Burn

7 0 0
                                    

When I wake up the next day there's a big purple bruise on my face from when Jason had punched me. I decided not to tell anyone about last night. Jason & I were the only ones who could know. Even if I bothered to tell anyone they wouldn't believe me. I'm just that stupid attention whore who is looking for a way to be felt bad for. I decide just to ditch school for the day, & rest. I looked at myself once again in the mirror. I was disgusted with the way I looked. Now I had a bruise the size of a baseball to prove that others were disgusted by me too. I spent the whole day sad, & thinking of Andy. I felt bad for leaving him at school alone today, & I was scared of the rumors that would start while I was gone. I look at the clothes that I wore last night & made a split second decision. I walked down stairs to my fire place, & poured gas into it, & threw a match into there. I took one last look at my favorite jeans with the rips almost everywhere. One last look, & I almost vomited. In go my favorite pants. Next I look at my hot pink button down crop top with a tie at the bottom. I remembered the when it got it before I became "emo". I hug it then toss it in. Next was my favorite Lacey push up bra & the matching thong. They were my favorite. Until I was... Well you know. Last thing into the fire as I watched my memories fade away in flames.
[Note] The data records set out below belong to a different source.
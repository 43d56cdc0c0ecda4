//! Authentication error types.
//!
//! This module defines the error taxonomy for the token authentication
//! plugin and the structured failure signal handed back to the host
//! application at the login boundary.

use serde::Serialize;

use crate::discovery::DiscoveryError;
use crate::store::StorageError;

/// Errors that can occur during token authentication.
#[derive(Debug, thiserror::Error)]
pub enum AuthError {
    /// Talking to the identity provider failed: transport error, non-success
    /// HTTP status, or a malformed (non-JSON) response body.
    #[error("Identity provider error: {detail}")]
    IdentityProvider {
        /// Description of the failure.
        detail: String,
    },

    /// A required claim field is missing from the userinfo response.
    #[error("Missing required claim field '{field}' in userinfo response")]
    IncompleteIdentity {
        /// The name of the missing claim field.
        field: String,
    },

    /// OIDC discovery failed (authorization-code flow only).
    #[error("Discovery failed: {0}")]
    Discovery(#[from] DiscoveryError),

    /// Exchanging the authorization code for tokens failed.
    #[error("Token exchange failed: {detail}")]
    TokenExchange {
        /// Description of the failure.
        detail: String,
    },

    /// No group claim matched an authorized project while group filtering
    /// is enabled.
    #[error("Access denied: {detail}")]
    AccessDenied {
        /// Description of why access was denied.
        detail: String,
    },

    /// A group claim resolved to a project that does not exist.
    #[error("Unknown project: {project}")]
    UnknownProject {
        /// The project identifier that could not be found.
        project: String,
    },

    /// The login request lacked a required parameter.
    #[error("Missing required parameter: {name}")]
    MissingParameter {
        /// The name of the missing parameter.
        name: String,
    },

    /// A storage operation failed.
    #[error("Storage error: {0}")]
    Storage(#[from] StorageError),

    /// An unclassified internal failure.
    #[error("Internal error: {detail}")]
    Internal {
        /// Description of the failure.
        detail: String,
    },
}

impl AuthError {
    /// Creates an `IdentityProvider` error.
    #[must_use]
    pub fn identity_provider(detail: impl Into<String>) -> Self {
        Self::IdentityProvider {
            detail: detail.into(),
        }
    }

    /// Creates an `IncompleteIdentity` error naming the missing claim.
    #[must_use]
    pub fn incomplete_identity(field: impl Into<String>) -> Self {
        Self::IncompleteIdentity {
            field: field.into(),
        }
    }

    /// Creates a `TokenExchange` error.
    #[must_use]
    pub fn token_exchange(detail: impl Into<String>) -> Self {
        Self::TokenExchange {
            detail: detail.into(),
        }
    }

    /// Creates an `AccessDenied` error.
    #[must_use]
    pub fn access_denied(detail: impl Into<String>) -> Self {
        Self::AccessDenied {
            detail: detail.into(),
        }
    }

    /// Creates a `MissingParameter` error.
    #[must_use]
    pub fn missing_parameter(name: impl Into<String>) -> Self {
        Self::MissingParameter { name: name.into() }
    }

    /// Returns the stable machine-readable reason code for this error.
    #[must_use]
    pub fn reason(&self) -> &'static str {
        match self {
            Self::IdentityProvider { .. } => "identity_provider_error",
            Self::IncompleteIdentity { .. } => "incomplete_identity",
            Self::Discovery(_) => "discovery_error",
            Self::TokenExchange { .. } => "token_exchange_error",
            Self::AccessDenied { .. } => "access_denied",
            Self::UnknownProject { .. } => "unknown_project",
            Self::MissingParameter { .. } => "missing_parameter",
            Self::Storage(_) | Self::Internal { .. } => "unexpected_error",
        }
    }

    /// Returns `true` if this error originated at the identity provider.
    #[must_use]
    pub fn is_provider_error(&self) -> bool {
        matches!(
            self,
            Self::IdentityProvider { .. } | Self::Discovery(_) | Self::TokenExchange { .. }
        )
    }

    /// Returns `true` if this error denied the login on policy grounds.
    #[must_use]
    pub fn is_denial(&self) -> bool {
        matches!(self, Self::AccessDenied { .. })
    }
}

/// Structured "authentication failed" signal surfaced to the host.
///
/// Every [`AuthError`] collapses to one of these at the login boundary:
/// a machine-readable reason code plus human-readable detail. The host
/// serializes it into its own error response format.
#[derive(Debug, Clone, Serialize, PartialEq, Eq)]
pub struct AuthFailure {
    /// Stable snake_case reason code (e.g. `"access_denied"`).
    pub reason: &'static str,

    /// Human-readable description of the failure.
    pub detail: String,
}

impl From<AuthError> for AuthFailure {
    fn from(err: AuthError) -> Self {
        Self {
            reason: err.reason(),
            detail: err.to_string(),
        }
    }
}

impl std::fmt::Display for AuthFailure {
    fn fmt(&self, f: &mut std::fmt::Formatter<'_>) -> std::fmt::Result {
        write!(f, "{}: {}", self.reason, self.detail)
    }
}

impl std::error::Error for AuthFailure {}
When Andy got home he came straight over. He started pounding on the door. "Where the hell..." He started as I opened the door then stopped. "What the fuck happened to your face?!" I suddenly frown. "I was hoping it wasn't so noticable." I mumble. He suddenly seems sadder. "Babe do I need to..?" He starts, but I cut him off. "No I'll be fine like always Andy.", " Demetri stop. We both know you're not okay. Mind telling me what happened?" I started crying after he asked, and he just wrapped his arms around me. Then he kissed my forehead.